L’antibiotique le plus répandu dans les rivières était le triméthoprime, un médicament principalement utilisé pour traiter les infections des voies urinaires. Cet antibiotique a été détecté dans 307 des 711 sites surveillés.

Le métronidazole, un antibiotique destiné au traitement des infections bactériennes de la peau et de la bouche, dépassait de loin les niveaux de sécurité. Les concentrations retrouvées sur un site du Bangladesh étaient 300 fois supérieures au niveau « sans risque ».

La ciproflaxacine, antibiotique également utilisé pour traiter un certain nombre d’infections bactériennes, était le composé dépassant le plus souvent les limites de sécurité et ce, sur 51 sites.

L’enquête a également révélé qu’en Asie et en Afrique, les limites de sécurité étaient le plus souvent dépassées.
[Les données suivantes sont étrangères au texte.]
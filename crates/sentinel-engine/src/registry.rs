//! Check registry
//!
//! Maps every check name to its category, its iteration strategy and a
//! constructor that deserializes the kind-specific parameters. Built-in
//! checks are registered by [`Registry::builtin`]; extra kinds are added
//! with [`Registry::register`].

use serde::de::DeserializeOwned;
use serde_json::{Map, Value};
use std::collections::BTreeMap;
use sentinel_core::{check_run_id, CheckCategory, CheckSettings, ConfigDocument, ConfigError, KnownCheck};
use crate::check::Check;
use crate::checks;

/// Which resources a check kind runs against
#[derive(Debug, Clone, Copy, PartialEq, Eq, PartialOrd, Ord, Hash)]
pub enum IterateOver {
    /// Runs once, against the project as a whole
    None,
    Models,
    Sources,
    Macros,
    Seeds,
    Snapshots,
    Exposures,
    SemanticModels,
    Tests,
    UnitTests,
    RunResults,
    CatalogNodes,
    CatalogSources,
}

impl IterateOver {
    pub fn as_str(&self) -> &'static str {
        match self {
            Self::None => "none",
            Self::Models => "per-model",
            Self::Sources => "per-source",
            Self::Macros => "per-macro",
            Self::Seeds => "per-seed",
            Self::Snapshots => "per-snapshot",
            Self::Exposures => "per-exposure",
            Self::SemanticModels => "per-semantic-model",
            Self::Tests => "per-test",
            Self::UnitTests => "per-unit-test",
            Self::RunResults => "per-run-result",
            Self::CatalogNodes => "per-catalog-node",
            Self::CatalogSources => "per-catalog-source",
        }
    }
}

impl std::fmt::Display for IterateOver {
    fn fmt(&self, f: &mut std::fmt::Formatter<'_>) -> std::fmt::Result {
        f.write_str(self.as_str())
    }
}

type Constructor = fn(Map<String, Value>) -> Result<Box<dyn Check>, String>;

fn construct<C>(params: Map<String, Value>) -> Result<Box<dyn Check>, String>
where
    C: Check + DeserializeOwned + 'static,
{
    let check: C = serde_json::from_value(Value::Object(params)).map_err(|e| e.to_string())?;
    check.validate()?;
    Ok(Box::new(check))
}

/// A registered check kind
#[derive(Debug, Clone)]
pub struct CheckKind {
    pub name: &'static str,
    pub category: CheckCategory,
    pub iterate_over: IterateOver,
    /// One-line description for `list-checks`
    pub summary: &'static str,
    constructor: Constructor,
}

impl CheckKind {
    /// A kind whose parameters deserialize into `C`.
    ///
    /// `C` should use `#[serde(deny_unknown_fields)]` so misspelt parameters
    /// are rejected.
    pub fn new<C>(
        name: &'static str,
        category: CheckCategory,
        iterate_over: IterateOver,
        summary: &'static str,
    ) -> Self
    where
        C: Check + DeserializeOwned + 'static,
    {
        Self {
            name,
            category,
            iterate_over,
            summary,
            constructor: construct::<C>,
        }
    }

    pub fn manifest<C>(name: &'static str, iterate_over: IterateOver, summary: &'static str) -> Self
    where
        C: Check + DeserializeOwned + 'static,
    {
        Self::new::<C>(name, CheckCategory::Manifest, iterate_over, summary)
    }

    pub fn catalog<C>(name: &'static str, iterate_over: IterateOver, summary: &'static str) -> Self
    where
        C: Check + DeserializeOwned + 'static,
    {
        Self::new::<C>(name, CheckCategory::Catalog, iterate_over, summary)
    }

    pub fn run_results<C>(name: &'static str, iterate_over: IterateOver, summary: &'static str) -> Self
    where
        C: Check + DeserializeOwned + 'static,
    {
        Self::new::<C>(name, CheckCategory::RunResults, iterate_over, summary)
    }

    /// Instantiate the check from its kind-specific parameters
    pub fn build(&self, params: Map<String, Value>) -> Result<Box<dyn Check>, String> {
        (self.constructor)(params)
    }
}

/// A validated configuration entry, ready to execute
#[derive(Debug)]
pub struct CheckDefinition {
    pub settings: CheckSettings,
    pub iterate_over: IterateOver,
    pub check: Box<dyn Check>,
}

impl CheckDefinition {
    pub fn name(&self) -> &str {
        &self.settings.name
    }

    pub fn category(&self) -> CheckCategory {
        self.settings.category
    }

    /// `check_run_id` of one execution of this definition
    pub fn run_id(&self, unique_id: Option<&str>) -> String {
        check_run_id(&self.settings.name, self.settings.index, unique_id)
    }
}

#[derive(Debug, Clone, PartialEq, Eq, thiserror::Error)]
pub enum RegistryError {
    #[error("A check named '{0}' is already registered")]
    DuplicateCheck(String),
}

/// Every check kind that configuration entries may name
#[derive(Debug, Clone, Default)]
pub struct Registry {
    kinds: BTreeMap<&'static str, CheckKind>,
}

impl Registry {
    /// An empty registry
    pub fn new() -> Self {
        Self::default()
    }

    /// A registry holding every built-in check
    pub fn builtin() -> Self {
        let mut registry = Self::new();
        for kind in checks::builtin() {
            registry.kinds.insert(kind.name, kind);
        }
        registry
    }

    /// Add a check kind. Names must be unique.
    pub fn register(&mut self, kind: CheckKind) -> Result<(), RegistryError> {
        if self.kinds.contains_key(kind.name) {
            return Err(RegistryError::DuplicateCheck(kind.name.to_string()));
        }
        tracing::debug!(check = kind.name, iterate_over = %kind.iterate_over, "Registered check");
        self.kinds.insert(kind.name, kind);
        Ok(())
    }

    pub fn get(&self, name: &str) -> Option<&CheckKind> {
        self.kinds.get(name)
    }

    /// Registered kinds, sorted by name
    pub fn kinds(&self) -> impl Iterator<Item = &CheckKind> {
        self.kinds.values()
    }

    pub fn len(&self) -> usize {
        self.kinds.len()
    }

    pub fn is_empty(&self) -> bool {
        self.kinds.is_empty()
    }

    fn known(&self) -> Vec<KnownCheck<'static>> {
        self.kinds
            .values()
            .map(|k| KnownCheck {
                name: k.name,
                category: k.category,
            })
            .collect()
    }

    /// Turn a configuration document into executable definitions.
    ///
    /// Every entry is checked (name, category, common fields, parameters)
    /// and all problems are reported together.
    pub fn validate(&self, config: &ConfigDocument) -> Result<Vec<CheckDefinition>, ConfigError> {
        let definitions = config.resolve(&self.known(), |settings, params| {
            let kind = self
                .get(&settings.name)
                .ok_or_else(|| format!("'{}' is not registered", settings.name))?;

            Ok(CheckDefinition {
                settings: settings.clone(),
                iterate_over: kind.iterate_over,
                check: kind.build(params)?,
            })
        })?;

        tracing::info!(definitions = definitions.len(), "Validated configuration");
        Ok(definitions)
    }
}

#[cfg(test)]
mod tests {
    use super::*;
    use crate::check::{CheckOutcome, Target};
    use crate::context::Context;
    use pretty_assertions::assert_eq;
    use serde::Deserialize;

    #[derive(Debug, Deserialize)]
    #[serde(deny_unknown_fields)]
    struct AlwaysPasses {
        #[serde(default)]
        threshold: u32,
    }

    impl Check for AlwaysPasses {
        fn run(&self, _target: Target<'_>, _ctx: &Context<'_>) -> CheckOutcome {
            Ok(())
        }

        fn validate(&self) -> Result<(), String> {
            if self.threshold > 100 {
                return Err(format!("threshold must be at most 100, got {}", self.threshold));
            }
            Ok(())
        }
    }

    fn custom() -> CheckKind {
        CheckKind::manifest::<AlwaysPasses>("check_custom_rule", IterateOver::None, "Always passes.")
    }

    #[test]
    fn builtin_names_are_unique_and_prefixed() {
        let registry = Registry::builtin();
        assert_eq!(registry.len(), checks::builtin().len());
        assert!(registry.kinds().all(|k| k.name.starts_with("check_")));
    }

    #[test]
    fn custom_kinds_can_be_registered_once() {
        let mut registry = Registry::builtin();
        registry.register(custom()).unwrap();

        assert_eq!(
            registry.register(custom()),
            Err(RegistryError::DuplicateCheck("check_custom_rule".to_string()))
        );

        let config = ConfigDocument::from_yaml("manifest_checks:\n  - name: check_custom_rule\n").unwrap();
        let definitions = registry.validate(&config).unwrap();
        assert_eq!(definitions[0].iterate_over, IterateOver::None);
        assert_eq!(definitions[0].run_id(None), "check_custom_rule:0");
    }

    #[test]
    fn unknown_parameters_are_rejected() {
        let mut registry = Registry::new();
        registry.register(custom()).unwrap();

        let config = ConfigDocument::from_yaml(
            "manifest_checks:\n  - name: check_custom_rule\n    treshold: 3\n",
        )
        .unwrap();
        let err = registry.validate(&config).unwrap_err();

        assert_eq!(err.issues().len(), 1);
        assert!(err.to_string().contains("unknown field `treshold`"), "{err}");
    }

    #[test]
    fn parameter_validation_runs_after_deserialization() {
        let mut registry = Registry::new();
        registry.register(custom()).unwrap();

        let config = ConfigDocument::from_yaml(
            "manifest_checks:\n  - name: check_custom_rule\n    threshold: 150\n",
        )
        .unwrap();
        let err = registry.validate(&config).unwrap_err();
        assert!(err.to_string().contains("threshold must be at most 100"));
    }
}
Toutefois, des sites situés en Europe, en Amérique du Nord et en Amérique du Sud inquiètent également les chercheurs. « Cela montre que la contamination des cours d’eau par des antibiotiques est un problème mondial », a déclaré le directeur de la recherche, Alistair Boxall, professeur de sciences de l’environnement à l’Environmental Sustainability Institute de l’Université de York.

Les sites où les antibiotiques dépassaient les niveaux sûrs se trouvent au Bangladesh, au Kenya, au Ghana, au Pakistan et au Nigeria. Le Danube en Autriche était le site le plus pollué d’Europe.

Sites à haut risque

L’étude a révélé que les sites à haut risque se trouvaient généralement à proximité des systèmes de traitement des eaux usées, des décharges de déchets ou des bouches d’égout. Dans certaines zones de troubles politiques telles que les frontières entre Israël et les territoires palestiniens, les rivières sont également contaminées par des antibiotiques.

« Résoudre ce problème constituera un défi colossal et nécessitera des investissements dans des infrastructures de traitement des déchets et des eaux usées ainsi qu’une réglementation plus stricte et l’assainissement de sites déjà contaminés », a déclaré le professeur Boxall.

De nombreux scientifiques et décideurs reconnaissent maintenant le rôle de l’environnement naturel dans le problème de la résistance aux antimicrobiens. « Nos données montrent que la contamination par des antibiotiques des rivières pourrait être un facteur important », a encore expliqué le scientifique.

Selon l’ONU, il s’agit d’une urgence sanitaire mondiale. Les Nations Unies ont averti que d’ici 2050, la résistance des bactéries aux antibiotiques pourrait provoquer la mort de 10 millions de personnes par an.

L’enquête a montré que des échantillons provenant du Danube en Autriche contenaient sept types d’antibiotiques. La Tamise, généralement considérée comme l’un des fleuves les plus purs d’Europe, est contaminée par un mélange de cinq antibiotiques.

Les chercheurs affirment en outre que les concentrations d’antibiotiques sont les plus fortes dans les pays à faible revenu. Ces pays ne disposent souvent pas des fonds suffisants pour investir dans un traitement d’eau efficace. Dans certaines rivières du Kenya, la contamination était si élevée qu’aucun poisson ne pouvait survivre.